_Your instructions_
Each entry below is to be transcribed exactly.

Saved entries
----
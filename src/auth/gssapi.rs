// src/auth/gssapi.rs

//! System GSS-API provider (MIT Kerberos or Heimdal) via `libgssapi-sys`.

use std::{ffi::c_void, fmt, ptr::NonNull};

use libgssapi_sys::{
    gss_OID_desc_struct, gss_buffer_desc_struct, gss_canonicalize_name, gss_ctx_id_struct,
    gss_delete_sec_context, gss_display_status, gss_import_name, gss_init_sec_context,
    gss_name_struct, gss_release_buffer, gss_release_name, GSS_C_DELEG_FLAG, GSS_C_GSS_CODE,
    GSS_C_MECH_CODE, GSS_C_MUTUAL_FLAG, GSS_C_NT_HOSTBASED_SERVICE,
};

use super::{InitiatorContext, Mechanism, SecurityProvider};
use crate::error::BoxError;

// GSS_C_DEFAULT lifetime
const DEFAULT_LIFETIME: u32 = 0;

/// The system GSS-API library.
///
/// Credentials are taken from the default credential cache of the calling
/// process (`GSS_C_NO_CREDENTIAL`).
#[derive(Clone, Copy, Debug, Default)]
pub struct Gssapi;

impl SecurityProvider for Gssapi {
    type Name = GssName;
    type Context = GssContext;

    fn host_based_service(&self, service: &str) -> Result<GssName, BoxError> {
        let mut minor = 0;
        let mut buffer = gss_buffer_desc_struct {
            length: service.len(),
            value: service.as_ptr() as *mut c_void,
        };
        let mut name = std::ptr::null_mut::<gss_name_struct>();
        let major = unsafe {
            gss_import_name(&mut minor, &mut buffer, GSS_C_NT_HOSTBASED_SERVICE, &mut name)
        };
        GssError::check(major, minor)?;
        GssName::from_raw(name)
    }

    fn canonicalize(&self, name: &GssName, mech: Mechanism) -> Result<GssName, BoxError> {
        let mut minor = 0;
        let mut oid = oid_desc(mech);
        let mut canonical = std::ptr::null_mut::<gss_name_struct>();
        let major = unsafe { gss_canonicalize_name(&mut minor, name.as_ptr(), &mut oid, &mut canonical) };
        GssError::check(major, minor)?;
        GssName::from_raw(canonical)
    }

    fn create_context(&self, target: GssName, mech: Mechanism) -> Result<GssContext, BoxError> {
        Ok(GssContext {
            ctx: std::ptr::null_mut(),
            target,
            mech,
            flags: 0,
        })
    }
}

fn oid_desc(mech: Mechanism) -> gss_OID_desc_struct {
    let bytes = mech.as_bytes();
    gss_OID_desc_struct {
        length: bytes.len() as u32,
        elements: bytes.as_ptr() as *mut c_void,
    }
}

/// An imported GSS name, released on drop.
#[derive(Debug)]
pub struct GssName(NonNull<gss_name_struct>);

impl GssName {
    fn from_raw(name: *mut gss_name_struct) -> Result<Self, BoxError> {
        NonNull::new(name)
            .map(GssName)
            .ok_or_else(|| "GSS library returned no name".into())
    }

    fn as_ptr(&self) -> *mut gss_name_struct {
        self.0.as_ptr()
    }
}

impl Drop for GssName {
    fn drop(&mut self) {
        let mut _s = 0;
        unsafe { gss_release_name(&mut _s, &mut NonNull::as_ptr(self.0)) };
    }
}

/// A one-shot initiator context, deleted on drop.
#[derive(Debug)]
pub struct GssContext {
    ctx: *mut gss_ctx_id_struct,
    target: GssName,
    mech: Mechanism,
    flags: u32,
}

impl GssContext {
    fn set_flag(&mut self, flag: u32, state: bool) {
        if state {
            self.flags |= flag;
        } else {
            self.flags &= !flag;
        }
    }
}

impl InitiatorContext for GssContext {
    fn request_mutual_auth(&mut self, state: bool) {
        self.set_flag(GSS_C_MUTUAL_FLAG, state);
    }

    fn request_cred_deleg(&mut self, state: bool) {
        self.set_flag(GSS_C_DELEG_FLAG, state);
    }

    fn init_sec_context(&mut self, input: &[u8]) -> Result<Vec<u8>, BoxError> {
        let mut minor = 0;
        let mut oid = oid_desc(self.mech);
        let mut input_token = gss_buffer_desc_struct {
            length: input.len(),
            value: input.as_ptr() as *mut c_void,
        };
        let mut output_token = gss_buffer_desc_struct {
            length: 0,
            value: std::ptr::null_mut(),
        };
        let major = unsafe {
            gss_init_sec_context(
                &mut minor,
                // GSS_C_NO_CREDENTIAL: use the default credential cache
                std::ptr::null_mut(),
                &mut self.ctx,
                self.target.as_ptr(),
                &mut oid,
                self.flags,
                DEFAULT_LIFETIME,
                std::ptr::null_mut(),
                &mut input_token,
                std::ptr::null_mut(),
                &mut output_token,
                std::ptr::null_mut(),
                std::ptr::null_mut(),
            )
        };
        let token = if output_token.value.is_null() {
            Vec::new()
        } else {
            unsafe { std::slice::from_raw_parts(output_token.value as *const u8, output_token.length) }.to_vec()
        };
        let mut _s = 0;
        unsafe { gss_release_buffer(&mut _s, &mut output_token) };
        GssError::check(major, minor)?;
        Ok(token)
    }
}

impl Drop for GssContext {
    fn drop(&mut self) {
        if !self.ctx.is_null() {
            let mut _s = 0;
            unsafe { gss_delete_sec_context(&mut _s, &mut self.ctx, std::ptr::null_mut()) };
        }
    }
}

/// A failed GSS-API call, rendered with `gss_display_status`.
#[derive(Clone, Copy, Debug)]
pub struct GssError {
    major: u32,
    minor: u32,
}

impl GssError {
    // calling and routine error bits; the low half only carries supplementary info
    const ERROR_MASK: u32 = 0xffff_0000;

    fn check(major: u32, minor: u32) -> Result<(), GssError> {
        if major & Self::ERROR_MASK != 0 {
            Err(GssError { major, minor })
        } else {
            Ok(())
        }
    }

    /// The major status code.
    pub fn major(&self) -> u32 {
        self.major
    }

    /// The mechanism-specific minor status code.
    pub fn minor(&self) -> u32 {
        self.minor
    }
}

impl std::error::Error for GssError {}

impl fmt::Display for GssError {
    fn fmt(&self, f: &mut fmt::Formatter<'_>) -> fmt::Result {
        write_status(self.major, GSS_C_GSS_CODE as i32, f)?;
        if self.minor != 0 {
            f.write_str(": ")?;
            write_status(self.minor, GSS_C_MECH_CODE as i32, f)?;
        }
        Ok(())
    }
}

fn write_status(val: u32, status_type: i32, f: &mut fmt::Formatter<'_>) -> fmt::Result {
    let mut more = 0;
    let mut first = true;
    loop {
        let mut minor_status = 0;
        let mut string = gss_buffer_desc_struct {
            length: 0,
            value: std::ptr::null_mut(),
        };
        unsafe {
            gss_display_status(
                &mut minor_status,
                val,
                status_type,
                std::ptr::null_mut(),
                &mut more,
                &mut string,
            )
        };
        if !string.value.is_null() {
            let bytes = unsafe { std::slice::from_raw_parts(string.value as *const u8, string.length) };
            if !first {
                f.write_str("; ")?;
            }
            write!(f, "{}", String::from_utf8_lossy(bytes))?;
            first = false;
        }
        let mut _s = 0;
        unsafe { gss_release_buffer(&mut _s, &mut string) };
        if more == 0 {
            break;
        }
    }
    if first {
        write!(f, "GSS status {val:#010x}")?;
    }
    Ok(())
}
----
_Expected answer_
filename src/auth/gssapi.rs
// src/auth/gssapi.rs

//! System GSS-API provider (MIT Kerberos or Heimdal) via `libgssapi-sys`.

use std::{ffi::c_void, fmt, ptr::NonNull};

use libgssapi_sys::{
    gss_OID_desc_struct, gss_buffer_desc_struct, gss_canonicalize_name, gss_ctx_id_struct,
    gss_delete_sec_context, gss_display_status, gss_import_name, gss_init_sec_context,
    gss_name_struct, gss_release_buffer, gss_release_name, GSS_C_DELEG_FLAG, GSS_C_GSS_CODE,
    GSS_C_MECH_CODE, GSS_C_MUTUAL_FLAG, GSS_C_NT_HOSTBASED_SERVICE,
};

use super::{InitiatorContext, Mechanism, SecurityProvider};
use crate::error::BoxError;

// GSS_C_DEFAULT lifetime
const DEFAULT_LIFETIME: u32 = 0;

/// The system GSS-API library.
///
/// Credentials are taken from the default credential cache of the calling
/// process (`GSS_C_NO_CREDENTIAL`).
#[derive(Clone, Copy, Debug, Default)]
pub struct Gssapi;

impl SecurityProvider for Gssapi {
    type Name = GssName;
    type Context = GssContext;

    fn host_based_service(&self, service: &str) -> Result<GssName, BoxError> {
        let mut minor = 0;
        let mut buffer = gss_buffer_desc_struct {
            length: service.len(),
            value: service.as_ptr() as *mut c_void,
        };
        let mut name = std::ptr::null_mut::<gss_name_struct>();
        let major = unsafe {
            gss_import_name(&mut minor, &mut buffer, GSS_C_NT_HOSTBASED_SERVICE, &mut name)
        };
        GssError::check(major, minor)?;
        GssName::from_raw(name)
    }

    fn canonicalize(&self, name: &GssName, mech: Mechanism) -> Result<GssName, BoxError> {
        let mut minor = 0;
        let mut oid = oid_desc(mech);
        let mut canonical = std::ptr::null_mut::<gss_name_struct>();
        let major = unsafe { gss_canonicalize_name(&mut minor, name.as_ptr(), &mut oid, &mut canonical) };
        GssError::check(major, minor)?;
        GssName::from_raw(canonical)
    }

    fn create_context(&self, target: GssName, mech: Mechanism) -> Result<GssContext, BoxError> {
        Ok(GssContext {
            ctx: std::ptr::null_mut(),
            target,
            mech,
            flags: 0,
        })
    }
}

fn oid_desc(mech: Mechanism) -> gss_OID_desc_struct {
    let bytes = mech.as_bytes();
    gss_OID_desc_struct {
        length: bytes.len() as u32,
        elements: bytes.as_ptr() as *mut c_void,
    }
}

/// An imported GSS name, released on drop.
#[derive(Debug)]
pub struct GssName(NonNull<gss_name_struct>);

impl GssName {
    fn from_raw(name: *mut gss_name_struct) -> Result<Self, BoxError> {
        NonNull::new(name)
            .map(GssName)
            .ok_or_else(|| "GSS library returned no name".into())
    }

    fn as_ptr(&self) -> *mut gss_name_struct {
        self.0.as_ptr()
    }
}

impl Drop for GssName {
    fn drop(&mut self) {
        let mut _s = 0;
        unsafe { gss_release_name(&mut _s, &mut NonNull::as_ptr(self.0)) };
    }
}

/// A one-shot initiator context, deleted on drop.
#[derive(Debug)]
pub struct GssContext {
    ctx: *mut gss_ctx_id_struct,
    target: GssName,
    mech: Mechanism,
    flags: u32,
}

impl GssContext {
    fn set_flag(&mut self, flag: u32, state: bool) {
        if state {
            self.flags |= flag;
        } else {
            self.flags &= !flag;
        }
    }
}

impl InitiatorContext for GssContext {
    fn request_mutual_auth(&mut self, state: bool) {
        self.set_flag(GSS_C_MUTUAL_FLAG, state);
    }

    fn request_cred_deleg(&mut self, state: bool) {
        self.set_flag(GSS_C_DELEG_FLAG, state);
    }

    fn init_sec_context(&mut self, input: &[u8]) -> Result<Vec<u8>, BoxError> {
        let mut minor = 0;
        let mut oid = oid_desc(self.mech);
        let mut input_token = gss_buffer_desc_struct {
            length: input.len(),
            value: input.as_ptr() as *mut c_void,
        };
        let mut output_token = gss_buffer_desc_struct {
            length: 0,
            value: std::ptr::null_mut(),
        };
        let major = unsafe {
            gss_init_sec_context(
                &mut minor,
                // GSS_C_NO_CREDENTIAL: use the default credential cache
                std::ptr::null_mut(),
                &mut self.ctx,
                self.target.as_ptr(),
                &mut oid,
                self.flags,
                DEFAULT_LIFETIME,
                std::ptr::null_mut(),
                &mut input_token,
                std::ptr::null_mut(),
                &mut output_token,
                std::ptr::null_mut(),
                std::ptr::null_mut(),
            )
        };
        let token = if output_token.value.is_null() {
            Vec::new()
        } else {
            unsafe { std::slice::from_raw_parts(output_token.value as *const u8, output_token.length) }.to_vec()
        };
        let mut _s = 0;
        unsafe { gss_release_buffer(&mut _s, &mut output_token) };
        GssError::check(major, minor)?;
        Ok(token)
    }
}

impl Drop for GssContext {
    fn drop(&mut self) {
        if !self.ctx.is_null() {
            let mut _s = 0;
            unsafe { gss_delete_sec_context(&mut _s, &mut self.ctx, std::ptr::null_mut()) };
        }
    }
}

/// A failed GSS-API call, rendered with `gss_display_status`.
#[derive(Clone, Copy, Debug)]
pub struct GssError {
    major: u32,
    minor: u32,
}

impl GssError {
    // calling and routine error bits; the low half only carries supplementary info
    const ERROR_MASK: u32 = 0xffff_0000;

    fn check(major: u32, minor: u32) -> Result<(), GssError> {
        if major & Self::ERROR_MASK != 0 {
            Err(GssError { major, minor })
        } else {
            Ok(())
        }
    }

    /// The major status code.
    pub fn major(&self) -> u32 {
        self.major
    }

    /// The mechanism-specific minor status code.
    pub fn minor(&self) -> u32 {
        self.minor
    }
}

impl std::error::Error for GssError {}

impl fmt::Display for GssError {
    fn fmt(&self, f: &mut fmt::Formatter<'_>) -> fmt::Result {
        write_status(self.major, GSS_C_GSS_CODE as i32, f)?;
        if self.minor != 0 {
            f.write_str(": ")?;
            write_status(self.minor, GSS_C_MECH_CODE as i32, f)?;
        }
        Ok(())
    }
}

fn write_status(val: u32, status_type: i32, f: &mut fmt::Formatter<'_>) -> fmt::Result {
    let mut more = 0;
    let mut first = true;
    loop {
        let mut minor_status = 0;
        let mut string = gss_buffer_desc_struct {
            length: 0,
            value: std::ptr::null_mut(),
        };
        unsafe {
            gss_display_status(
                &mut minor_status,
                val,
                status_type,
                std::ptr::null_mut(),
                &mut more,
                &mut string,
            )
        };
        if !string.value.is_null() {
            let bytes = unsafe { std::slice::from_raw_parts(string.value as *const u8, string.length) };
            if !first {
                f.write_str("; ")?;
            }
            write!(f, "{}", String::from_utf8_lossy(bytes))?;
            first = false;
        }
        let mut _s = 0;
        unsafe { gss_release_buffer(&mut _s, &mut string) };
        if more == 0 {
            break;
        }
    }
    if first {
        write!(f, "GSS status {val:#010x}")?;
    }
    Ok(())
}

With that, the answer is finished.